Same I relate with holding grudges but also believe in karma even if means taking things into my own hands 🌚
Mine I guess would be false promises- not because I just don’t ever plan on fulfilling promises. I usually don’t actually promise to do something- but so many times when I get excited over the idea of doing something, I’m like “OKAY YES I AM SO DOING THIS” but then things fall through, or it doesn’t turn out right, so I don’t do it. one example being I had told so many friends and followers that I was gonna draw realism- but it just isn’t my style. I still wanna try, but I have yet to actually post an actual realism piece. Most of these false promises being art related, because life happens. I have been trying hard not to make anymore false promises.
Although this isn’t “toxic” it’s just negative- I still wanted to include it. Because it’s just my worst quality I feel tbh it has gotten me in pretty messy situations
I don’t know if it’s toxic but I love and value my independence so much that I’ve lost many people in the long run and honestly have stopped caring if I have anyone by my side anymore (which isn’t right, because yanno, society doesn’t work that way). I find it difficult to make connections because it makes me feel vulnerable and a little pointless. I sometimes let go of people when they fail to reach my given “standards” knowing not everyone is the same and can not put in the same efforts.
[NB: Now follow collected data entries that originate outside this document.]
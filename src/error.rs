//! Error Types
//!
//! Centralized error handling for all account operations.

use axum::{
    extract::rejection::{JsonRejection, PathRejection},
    http::StatusCode,
    response::{IntoResponse, Response},
    Json,
};

/// Account and authentication errors
#[derive(Debug, Clone, PartialEq, Eq, thiserror::Error)]
pub enum AuthError {
    #[error("Invalid credentials")]
    InvalidCredentials,

    #[error("You must confirm your email address before logging in.")]
    EmailNotConfirmed,

    #[error("No token provided")]
    MissingToken,

    #[error("Token has expired")]
    TokenExpired,

    #[error("Invalid token")]
    InvalidToken,

    #[error("Token has already been used")]
    TokenUsed,

    #[error("Refresh token is required")]
    RefreshTokenRequired,

    #[error("Invalid or expired refresh token")]
    InvalidRefreshToken,

    #[error("User not found")]
    UnknownUser,

    #[error("Invalid or expired confirmation token.")]
    InvalidConfirmationToken,

    #[error("Invalid or expired confirmation code.")]
    InvalidConfirmationCode,

    #[error("You are not authorized to perform this action.")]
    Forbidden,

    #[error("Not found")]
    NotFound,

    #[error("{0}")]
    Validation(String),

    #[error("{0}")]
    BadRequest(String),

    #[error("Expected request with `Content-Type: application/json`")]
    UnsupportedMediaType,

    #[error("Database error: {0}")]
    Database(String),

    #[error("Configuration error: {0}")]
    Config(String),

    #[error("Internal error")]
    Internal,
}

impl AuthError {
    /// HTTP status and machine readable error code
    pub fn status_and_code(&self) -> (StatusCode, &'static str) {
        match self {
            AuthError::InvalidCredentials => (StatusCode::UNAUTHORIZED, "invalid_credentials"),
            AuthError::EmailNotConfirmed => (StatusCode::UNAUTHORIZED, "email_not_confirmed"),
            AuthError::MissingToken => (StatusCode::UNAUTHORIZED, "unauthorized"),
            AuthError::TokenExpired => (StatusCode::UNAUTHORIZED, "token_expired"),
            AuthError::InvalidToken => (StatusCode::UNAUTHORIZED, "invalid_token"),
            AuthError::TokenUsed => (StatusCode::UNAUTHORIZED, "token_used"),
            AuthError::RefreshTokenRequired | AuthError::InvalidRefreshToken => {
                (StatusCode::UNAUTHORIZED, "invalid_refresh_token")
            }
            AuthError::UnknownUser => (StatusCode::UNAUTHORIZED, "user_not_found"),
            AuthError::InvalidConfirmationToken | AuthError::InvalidConfirmationCode => {
                (StatusCode::UNPROCESSABLE_ENTITY, "invalid_confirmation")
            }
            AuthError::Forbidden => (StatusCode::FORBIDDEN, "forbidden"),
            AuthError::NotFound => (StatusCode::NOT_FOUND, "not_found"),
            AuthError::Validation(_) => (StatusCode::UNPROCESSABLE_ENTITY, "validation_error"),
            AuthError::BadRequest(_) => (StatusCode::BAD_REQUEST, "bad_request"),
            AuthError::UnsupportedMediaType => {
                (StatusCode::UNSUPPORTED_MEDIA_TYPE, "unsupported_media_type")
            }
            AuthError::Config(_) => (StatusCode::INTERNAL_SERVER_ERROR, "configuration_error"),
            AuthError::Database(_) | AuthError::Internal => {
                (StatusCode::INTERNAL_SERVER_ERROR, "internal_error")
            }
        }
    }
}

impl IntoResponse for AuthError {
    fn into_response(self) -> Response {
        let (status, error_code) = self.status_and_code();

        let message = match &self {
            AuthError::Database(_) | AuthError::Internal | AuthError::Config(_) => {
                "An internal error occurred".to_string()
            }
            other => other.to_string(),
        };

        (
            status,
            Json(serde_json::json!({
                "error": error_code,
                "message": message
            })),
        )
            .into_response()
    }
}

impl From<sqlx::Error> for AuthError {
    fn from(err: sqlx::Error) -> Self {
        tracing::error!("Database error: {:?}", err);
        AuthError::Database(err.to_string())
    }
}

impl From<argon2::password_hash::Error> for AuthError {
    fn from(err: argon2::password_hash::Error) -> Self {
        tracing::error!("Password hashing error: {:?}", err);
        AuthError::Internal
    }
}

impl From<jsonwebtoken::errors::Error> for AuthError {
    fn from(err: jsonwebtoken::errors::Error) -> Self {
        tracing::debug!("JWT error: {:?}", err);
        match err.kind() {
            jsonwebtoken::errors::ErrorKind::ExpiredSignature => AuthError::TokenExpired,
            _ => AuthError::InvalidToken,
        }
    }
}

impl From<JsonRejection> for AuthError {
    fn from(rejection: JsonRejection) -> Self {
        match rejection {
            JsonRejection::MissingJsonContentType(_) => AuthError::UnsupportedMediaType,
            JsonRejection::JsonDataError(err) => AuthError::Validation(err.body_text()),
            other => AuthError::BadRequest(other.body_text()),
        }
    }
}

impl From<PathRejection> for AuthError {
    fn from(rejection: PathRejection) -> Self {
        AuthError::BadRequest(rejection.body_text())
    }
}

/// Field validation messages, sorted
pub(crate) fn validation_messages(errors: &validator::ValidationErrors) -> Vec<String> {
    let mut messages: Vec<String> = errors
        .field_errors()
        .into_iter()
        .flat_map(|(field, errs)| {
            errs.iter().map(move |e| {
                e.message
                    .as_ref()
                    .map(|m| m.to_string())
                    .unwrap_or_else(|| format!("{field} is invalid"))
            })
        })
        .collect();
    messages.sort();
    messages
}

#[cfg(test)]
mod tests {
    use super::*;
    use validator::Validate;

    #[derive(Validate)]
    struct Signup {
        #[validate(email(message = "Email is invalid"))]
        email: String,
        #[validate(length(min = 6, message = "Password is too short (minimum is 6 characters)"))]
        password: String,
    }

    #[test]
    fn test_status_mapping() {
        assert_eq!(
            AuthError::InvalidRefreshToken.status_and_code().0,
            StatusCode::UNAUTHORIZED
        );
        assert_eq!(AuthError::Forbidden.status_and_code().0, StatusCode::FORBIDDEN);
        assert_eq!(
            AuthError::InvalidConfirmationCode.status_and_code().0,
            StatusCode::UNPROCESSABLE_ENTITY
        );
        assert_eq!(AuthError::NotFound.status_and_code().0, StatusCode::NOT_FOUND);
        assert_eq!(
            AuthError::BadRequest("Invalid URL".into()).status_and_code(),
            (StatusCode::BAD_REQUEST, "bad_request")
        );
        assert_eq!(
            AuthError::UnsupportedMediaType.status_and_code().0,
            StatusCode::UNSUPPORTED_MEDIA_TYPE
        );
    }

    #[test]
    fn test_internal_errors_are_masked() {
        let response = AuthError::Database("connection refused".into()).into_response();
        assert_eq!(response.status(), StatusCode::INTERNAL_SERVER_ERROR);
    }

    #[test]
    fn test_validation_messages_are_sorted() {
        let signup = Signup {
            email: "nope".into(),
            password: "abc".into(),
        };
        let messages = validation_messages(&signup.validate().unwrap_err());
        assert_eq!(
            messages,
            vec![
                "Email is invalid".to_string(),
                "Password is too short (minimum is 6 characters)".to_string(),
            ]
        );
    }
}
I lead people on sometimes and start fights for no reason just to test them? Oh and I often find myself taking advantage of other people’s weakness.
Usually on word document for instance there’s a button where the word number is usually displayed and if you right click it shows languages, you can change this from “English (USA) to “English “U.K.” I hope this helps 😊
I get bored of RL relationships quickly, and tend to push the other person away so they break up with me and I don't have to feel any break up guilt.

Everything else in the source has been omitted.